Patient-reported outcome measures can effectively capture the impact of a disease on the patient’s daily life, including symptoms, functioning, and overall HRQoL [13,14,15]. The Quality of Life in Depression Scale (QLDS) is a disease-specific patient-reported questionnaire designed to assess the impact of depression on the HRQoL of patients [16]. The QLDS has been shown to have high reliability and construct validity [17], has been translated into multiple languages [18], and has been used in clinical trials and observational studies for the past 2 decades [19,20,21,22,23,24,25,26,27]. However, it is important to understand whether the results from a PRO are meaningful from the patients’ perspective. Critical Path Institute’s PRO Consortium and the Consensus Panel for Outcomes Measurement and Psychometrics: Advancing the Scientific Standards (COMPASS) recommends the use of the term meaningful change threshold (MCT), which describes the threshold of change at which the change becomes meaningful to the patient [28, 29]. According to these guidelines, the preferred method for deriving MCTs in a clinical trial and regulatory setting is to use anchor-based approaches. The approach is used to estimate mean change in a PRO measure in patients who reported a magnitude of change consistent with a clinically relevant change in the global impression of disease severity or health measure, with supportive cumulative distribution and probability density function curves [14, 15, 30, 31].

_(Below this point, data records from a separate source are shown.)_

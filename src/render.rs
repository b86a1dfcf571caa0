//! Render loop
//!
//! Runs on the UI thread at a fixed cadence ([`RENDER_TICK`]), independent of
//! the sampling interval. Every tick drains the sample queue without waiting,
//! appends to the trend buffer, recomputes the view bounds and the statistics
//! and hands a [`RenderFrame`] to the [`Renderer`]. Nothing here touches the
//! device or the disk, except the explicit manual save.

use crate::acquisition::SampleQueue;
use crate::config::{AcquisitionConfig, ReportOptions, ViewConfig};
use crate::error::{MeterLogError, Result};
use crate::report::{build_report, ReportMetadata, ReportWriter};
use crate::types::{DurableRow, RunState, Sample, SummaryStats};
use crate::view::{TrendBuffer, ViewBounds, ViewMode, ViewPolicy};
use std::path::Path;
use std::time::{Duration, Instant};

/// Target time between two ticks
pub const RENDER_TICK: Duration = Duration::from_millis(80);

/// Statistics are shown from this many samples on
pub const MIN_STATS_SAMPLES: usize = 2;

/// Everything a renderer needs to draw one frame
#[derive(Debug, Clone)]
pub struct RenderFrame<'a> {
    pub samples: &'a [Sample],
    pub bounds: ViewBounds,
    pub mode: ViewMode,
    pub stats: Option<SummaryStats>,
    pub latest: Option<Sample>,
    pub state: RunState,
    pub manual_save_available: bool,
    /// Samples drained from the queue in this tick
    pub received: usize,
}

/// Draws frames; the actual painting is up to the implementation
pub trait Renderer {
    fn redraw(&mut self, frame: &RenderFrame<'_>);
}

/// Consumer side of the sample queue
pub struct RenderLoop {
    queue: SampleQueue,
    trend: TrendBuffer,
    policy: ViewPolicy,
    show_statistics: bool,
    stats: Option<SummaryStats>,
    manual_save_available: bool,
    last_tick: Option<Instant>,
}

impl RenderLoop {
    pub fn new(queue: SampleQueue, view: &ViewConfig) -> Self {
        let mode = if view.autoscale {
            ViewMode::Autoscale
        } else {
            ViewMode::Manual
        };

        Self {
            queue,
            trend: TrendBuffer::new(None),
            policy: ViewPolicy::new(mode),
            show_statistics: view.show_statistics,
            stats: None,
            manual_save_available: false,
            last_tick: None,
        }
    }

    pub fn trend(&self) -> &TrendBuffer {
        &self.trend
    }

    pub fn policy(&self) -> &ViewPolicy {
        &self.policy
    }

    pub fn stats(&self) -> Option<SummaryStats> {
        self.stats
    }

    pub fn manual_save_available(&self) -> bool {
        self.manual_save_available
    }

    /// Whether a tick is due at `now`
    pub fn is_due(&self, now: Instant) -> bool {
        self.last_tick
            .map_or(true, |last| now.duration_since(last) >= RENDER_TICK)
    }

    /// Fold samples still queued from a finished run into its trend
    ///
    /// Must run before the next sampler starts, so that afterwards the queue
    /// only carries samples of the new run.
    pub fn settle(&mut self) -> usize {
        self.absorb(RunState::Idle)
    }

    /// Fresh trend capped at the run's limit
    ///
    /// Leaves the queue alone: once the sampler is running, everything in it
    /// belongs to the new run.
    pub fn begin_run(&mut self, config: &AcquisitionConfig) {
        self.trend.clear();
        self.trend.set_capacity(config.limit());
        self.stats = None;
        self.manual_save_available = false;
        self.policy.reset(&self.trend);
    }

    /// One render tick
    ///
    /// Returns the number of samples taken from the queue.
    pub fn tick(&mut self, state: RunState, renderer: &mut dyn Renderer) -> usize {
        self.last_tick = Some(Instant::now());
        let received = self.absorb(state);
        renderer.redraw(&self.frame(state, received));
        received
    }

    fn absorb(&mut self, state: RunState) -> usize {
        let incoming = self.queue.drain();
        let received = incoming.len();
        let dropped = self.trend.extend(incoming);
        if dropped > 0 {
            tracing::warn!("Trend buffer full, dropped {} samples", dropped);
        }

        self.policy.update(&self.trend);

        self.stats = if self.show_statistics && self.trend.len() >= MIN_STATS_SAMPLES {
            self.trend.stats()
        } else {
            None
        };

        if state.is_idle() && !self.trend.is_empty() {
            self.manual_save_available = true;
        }

        if received > 0 {
            tracing::trace!("Tick: {} new samples, {} in trend", received, self.trend.len());
        }
        received
    }

    /// The frame for the current state without draining the queue
    pub fn frame(&self, state: RunState, received: usize) -> RenderFrame<'_> {
        RenderFrame {
            samples: self.trend.samples(),
            bounds: self.policy.bounds(),
            mode: self.policy.mode(),
            stats: self.stats,
            latest: self.trend.last().copied(),
            state,
            manual_save_available: self.manual_save_available,
            received,
        }
    }

    /// Discard the trend, only while idle
    pub fn clear(&mut self, state: RunState) -> Result<()> {
        if !state.is_idle() {
            tracing::warn!("Clear rejected while the run is {}", state);
            return Err(MeterLogError::RunActive);
        }

        self.queue.drain();
        self.trend.clear();
        self.stats = None;
        self.manual_save_available = false;
        self.policy.reset(&self.trend);
        tracing::info!("Trend cleared");
        Ok(())
    }

    pub fn set_mode(&mut self, mode: ViewMode) -> Result<()> {
        self.policy.set_mode(mode, &self.trend)
    }

    pub fn set_manual_bounds(&mut self, bounds: ViewBounds) -> Result<()> {
        self.policy.set_manual_bounds(bounds)
    }

    pub fn set_show_statistics(&mut self, show: bool) {
        self.show_statistics = show;
        if !show {
            self.stats = None;
        }
    }

    /// Write the trend shown on screen as a report
    ///
    /// Wall clock times are reconstructed from the time of the save and the
    /// elapsed time of the last sample.
    pub fn save_visible(
        &self,
        path: &Path,
        writer: &dyn ReportWriter,
        options: &ReportOptions,
        metadata: &ReportMetadata,
    ) -> Result<usize> {
        if !self.manual_save_available {
            return Err(MeterLogError::Configuration(
                "nothing to save until a run has stopped".to_string(),
            ));
        }

        let now = chrono::Local::now();
        let last = self.trend.last().map_or(0.0, |s| s.elapsed);
        let rows: Vec<DurableRow> = self
            .trend
            .samples()
            .iter()
            .enumerate()
            .map(|(i, sample)| {
                let behind_ms = ((last - sample.elapsed) * 1000.0) as i64;
                let behind = chrono::Duration::milliseconds(behind_ms);
                DurableRow {
                    index: i as u64 + 1,
                    elapsed: sample.elapsed,
                    value: sample.value,
                    wallclock: (now - behind).format("%H:%M:%S%.3f").to_string(),
                }
            })
            .collect();

        writer.write(&build_report(&rows, options, metadata), path)?;
        tracing::info!("Saved {} visible samples to {:?}", rows.len(), path);
        Ok(rows.len())
    }
}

Establishing MCTs for clinical outcome assessments are essential for interpreting treatment effects; therefore, the objective of this analysis was to determine the within-person MCT for QLDS among patients with MDD who have active suicidal ideation with intent (MDSI), using data from two phase 3 studies of esketamine nasal spray (ESK).

Methods

Study selection

Data for this secondary analysis were obtained from two identically designed, randomized, double-blind, placebo-controlled, multicenter, phase 3 studies (ASPIRE I [NCT03039192] and ASPIRE II [NCT03097133]) that evaluated efficacy and safety of ESK + standard of care (SOC) versus placebo + SOC. Methods and primary data of these studies have been reported earlier [32, 33].

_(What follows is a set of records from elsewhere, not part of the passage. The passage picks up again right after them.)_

//! Error handling for meterlog
//!
//! This module defines the crate error type and a Result alias. The
//! variants follow how each failure is treated by the acquisition core:
//!
//! - [`MeterLogError::Configuration`] blocks the operation outright
//! - [`MeterLogError::Measurement`] is absorbed by the sampler (recorded as NaN)
//! - [`MeterLogError::DurableWrite`] degrades the run to non-persistent mode
//! - [`MeterLogError::Finalization`] aborts one finalize attempt and keeps the buffer

use std::path::PathBuf;
use thiserror::Error;

/// Errors reported by a [`Device`](crate::device::Device)
///
/// This is a closed set: the sampler substitutes NaN for every kind.
#[derive(Error, Debug, Clone, PartialEq, Eq)]
pub enum DeviceError {
    /// The instrument did not return a usable reading
    #[error("read failure: {0}")]
    ReadFailure(String),

    /// The instrument or the requested setting is not supported
    #[error("unsupported: {0}")]
    Unsupported(String),

    /// No instrument is connected
    #[error("device not connected")]
    NotConnected,
}

/// Main error type for meterlog operations
#[derive(Error, Debug)]
pub enum MeterLogError {
    /// Invalid acquisition or application configuration
    #[error("Configuration error: {0}")]
    Configuration(String),

    /// A single measurement failed
    #[error("Measurement error: {0}")]
    Measurement(#[from] DeviceError),

    /// The durable buffer could not be opened or written
    #[error("Durable write error on {path:?}: {source}")]
    DurableWrite {
        path: PathBuf,
        #[source]
        source: std::io::Error,
    },

    /// Converting the durable buffer into a report failed
    #[error("Finalization error: {0}")]
    Finalization(String),

    /// The operation is not allowed while a run is active
    #[error("A run is active")]
    RunActive,

    /// A previous run is still being finalized
    #[error("Finalization of the previous run is still in progress")]
    FinalizationInProgress,

    /// IO errors
    #[error("IO error: {0}")]
    Io(#[from] std::io::Error),

    /// Serialization errors
    #[error("Serialization error: {0}")]
    Serialization(String),

    /// Generic errors with context
    #[error("{context}: {source}")]
    WithContext {
        context: String,
        #[source]
        source: Box<MeterLogError>,
    },
}

impl MeterLogError {
    /// Add context to an error
    pub fn with_context(self, context: impl Into<String>) -> Self {
        MeterLogError::WithContext {
            context: context.into(),
            source: Box::new(self),
        }
    }

    /// Whether this error must block the operation that produced it
    pub fn is_fatal(&self) -> bool {
        match self {
            MeterLogError::Measurement(_) | MeterLogError::DurableWrite { .. } => false,
            MeterLogError::WithContext { source, .. } => source.is_fatal(),
            _ => true,
        }
    }
}

impl From<serde_json::Error> for MeterLogError {
    fn from(err: serde_json::Error) -> Self {
        MeterLogError::Serialization(err.to_string())
    }
}

/// Result type alias for meterlog operations
pub type Result<T> = std::result::Result<T, MeterLogError>;

/// Extension trait for adding context to Results
pub trait ResultExt<T> {
    /// Add context to an error result
    fn context(self, context: impl Into<String>) -> Result<T>;

    /// Add context lazily to an error result
    fn with_context<F>(self, f: F) -> Result<T>
    where
        F: FnOnce() -> String;
}

impl<T> ResultExt<T> for Result<T> {
    fn context(self, context: impl Into<String>) -> Result<T> {
        self.map_err(|e| e.with_context(context))
    }

    fn with_context<F>(self, f: F) -> Result<T>
    where
        F: FnOnce() -> String,
    {
        self.map_err(|e| e.with_context(f()))
    }
}

#[cfg(test)]
mod tests {
    use super::*;

    #[test]
    fn test_error_display() {
        let err = MeterLogError::Configuration("interval below 50 ms".to_string());
        assert_eq!(err.to_string(), "Configuration error: interval below 50 ms");
    }

    #[test]
    fn test_error_with_context() {
        let err = MeterLogError::Finalization("bad row".to_string());
        let with_ctx = err.with_context("Failed to finalize run");
        assert!(with_ctx.to_string().contains("Failed to finalize run"));
        assert!(with_ctx.is_fatal());
    }

    #[test]
    fn test_recoverable_errors_are_not_fatal() {
        let err = MeterLogError::from(DeviceError::ReadFailure("timeout".into()));
        assert!(!err.is_fatal());

        let err = MeterLogError::DurableWrite {
            path: PathBuf::from("run.csv"),
            source: std::io::Error::other("disk full"),
        };
        assert!(!err.is_fatal());
        assert!(err.to_string().contains("disk full"));
    }
}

In brief, these two studies included men and women (aged 18–64 years) who were diagnosed with MDD (as per Diagnostic and Statistical Manual of Mental Disorders, 5th Edition) [34] without psychotic features as confirmed by the Mini International Neuropsychiatric Interview [35]; had current suicidal ideation with intent within 24 h prior to randomization, as confirmed by responding ‘Yes’ to the questions “Think about suicide?” and “Intend to act on thoughts of killing yourself?”; were in need of acute psychiatric hospitalization due to imminent risk of suicide; and had a Montgomery–Åsberg Depression Rating Scale (MADRS) [36] total score > 28 pre-dose on day 1.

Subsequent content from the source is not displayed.